Development environment

Note

This guide details how to install and run OAR for developers. If you want to install OAR on a cluster, please follow the administration installation guide.

Overview

This guide explain different strategy to develop a new feature or fix a bug in OAR. The distributed nature of OAR makes it difficult to execute it a single computer. Therefore, testing ongoing development is not always easy. There is (at least) two ways of developing with OAR locally.

  • The first method is to run the OAR tests locally. It is the recommended way but not always sufficient. Once the tests (successfully) run on your machine, you can start developing in OAR by first adding a new test corresponding to your feature (or bug).

  • Sometimes, it is required to test OAR directly, it is possible to run a small containerized cluster on your computer with oar-docker-compose (which is based on docker-compose). To start with oar-docker-compose, you can directly follow the oar-docker-compose readme.

The Continuous Integration (CI) will check that every tests pass, we will not accept a merge request with a failing CI, so make sure to run the tests before asking to merge your changes.

Install and run the tests

There are currently 3 methods to install OAR locally:

  • from source with nix.

  • from sources with poetry.

  • use the CI scripts ci.

Install from source with poetry

Dependencies
  • poetry

  • postgresql and postgresql-client, and libpq (headers file to link c programs)

  • The sources of OAR

Once you have all the requirements installed, you can run the commands:

  1. First use poetry to install the dependencies: poetry install.

  2. Then enter a poetry shell with the installed packages accessible: poetry shell.

  3. Finally, run the tests with pytest tests.

Install from source with nix

Dependencies

Once you have all the requirements installed, you can run the commands: 1. Use the nix command nix develop to simultaneously install all the dependencies and enter a new shell to use them. 2. Run the tests with pytests: pytest tests.

Using CI scripts

One last way of running the tests is to use the CI scripts. This is useful to reproduce the CI behavior when it has break or before pushing. The advantage of this method is that it runs a postgresql database inside a docker container (the local tests use sqlite). Also, it is a quick way to run the tests as it only requires docker and docker-compose. On the other hand, it makes the test longer and it is difficult to debug the python as everything runs inside a docker container.

The command to execute the tests is ./scripts/ci/run-tests-with-docker.sh. It is also possible to select tests in the same way it is done with pytest: ./scripts/ci/run-tests-with-docker.sh tests/lib.

Code formatting

The OAR code base is checked with static code checker and formatter tools.

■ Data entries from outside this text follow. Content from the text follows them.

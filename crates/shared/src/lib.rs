pub mod domain;
pub mod error;
pub mod slug;
use std::{path::PathBuf, sync::Arc};

use clap::Parser;
use tokio::sync::mpsc;
use tracing::{error, info, warn};

use chat::{parse_command, ChannelMirror, ChatListener, HttpChatGateway};
use coordinator::Coordinator;
use drive::{HttpSpreadsheetStore, SheetMirror};
use registry::Registry;
use shared::domain::PartyConfig;

mod config;

use config::{load_settings, prepare_database_url};

#[derive(Debug, Parser)]
#[command(name = "huntbot", about = "Puzzle-hunt coordination bot")]
struct Args {
    /// Path to the TOML settings file (defaults to ./huntbot.toml).
    #[arg(long)]
    config: Option<PathBuf>,
}

#[tokio::main]
async fn main() -> anyhow::Result<()> {
    tracing_subscriber::fmt().with_env_filter("info").init();

    let args = Args::parse();
    let settings = load_settings(args.config.as_deref());
    let database_url = prepare_database_url(&settings.database_url)?;
    let registry = Registry::open(&database_url).await.map_err(|error| {
        error!(
            %database_url,
            %error,
            "failed to open SQLite database; verify parent directory exists and permissions are correct"
        );
        error
    })?;
    registry.health_check().await.map_err(|error| {
        error!(%error, "database health check failed");
        error
    })?;

    let gateway = Arc::new(HttpChatGateway::new(
        settings.chat_api_url.clone(),
        settings.chat_token.clone(),
        settings.guild_id.clone(),
    ));
    let store = Arc::new(HttpSpreadsheetStore::new(
        settings.drive_api_url.clone(),
        settings.drive_token.clone(),
    ));
    let channels = ChannelMirror::new(
        gateway,
        settings.live_category.clone(),
        settings.archive_category.clone(),
        settings.voice_category.clone(),
    );
    let sheets = SheetMirror::new(
        store,
        settings.root_folder.clone(),
        settings.archive_category.clone(),
        settings.template_sheet.clone(),
    );
    let party = PartyConfig {
        start_party_size: settings.start_party_size,
        root_folder: settings.root_folder.clone(),
        command_prefix: settings.command_prefix.clone(),
        live_category: settings.live_category.clone(),
        archive_category: settings.archive_category.clone(),
    };
    let coordinator = Arc::new(Coordinator::new(registry, channels, sheets, party));

    match coordinator.reconcile().await {
        Ok(imported) => info!(imported, "startup reconciliation complete"),
        Err(err) => warn!("startup reconciliation failed: {err}"),
    }

    let (tx, mut rx) = mpsc::channel(256);
    let listener = ChatListener::new(
        settings.chat_gateway_url.clone(),
        settings.chat_token.clone(),
    );
    tokio::spawn(listener.run(tx));
    info!("listening for commands");

    while let Some(message) = rx.recv().await {
        let Some(command) = parse_command(&settings.command_prefix, &message.text) else {
            continue;
        };
        let coordinator = Arc::clone(&coordinator);
        tokio::spawn(async move {
            coordinator.dispatch(command, &message.channel).await;
        });
    }

    info!("chat gateway stream ended; shutting down");
    Ok(())
}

  • Black for code formatting.

  • Isort complete black to sort the imports.

  • Flake8 for common mistakes ans coding style.

pre-commit hook

We use pre-commit to check that the staged changes are well formatted. Pre-commit handles its own environment for the defined hooks (outside of poetry or pip).

To configure pre-commit for oar3, first install pre-commit. Don’t forget to install the pre-commit dependencies with pre-commit install.

Using the CI-scripts

The CI checks the formatting of the OAR code base. The entry script is scripts/ci/check-formatting.sh.

Warning

For the moment, pre-commit and the CI script get their dependencies from separate sources. - pre-commit directly uses the version of the tools from .pre-commit-config.yaml. - scripts/ci/check-formatting.sh use the (unpinned) dependencies form dev/requirements.txt

Better git blame

The rules applied by the code formatter black can change overtime. So it become necessary to apply it to march the new formatting rule, leading to sometimes big commit with no code logic involved. These commits render the git blame command less informative. To overcome this drawback, when it is needed to refactor the code, it is better to do it in a single commit. The file .git-blame-ignore-revs lists all the formatting commit, and can be given to git blame with the command: git blame <files> --ignore-revs-file .git-blame-ignore-revs.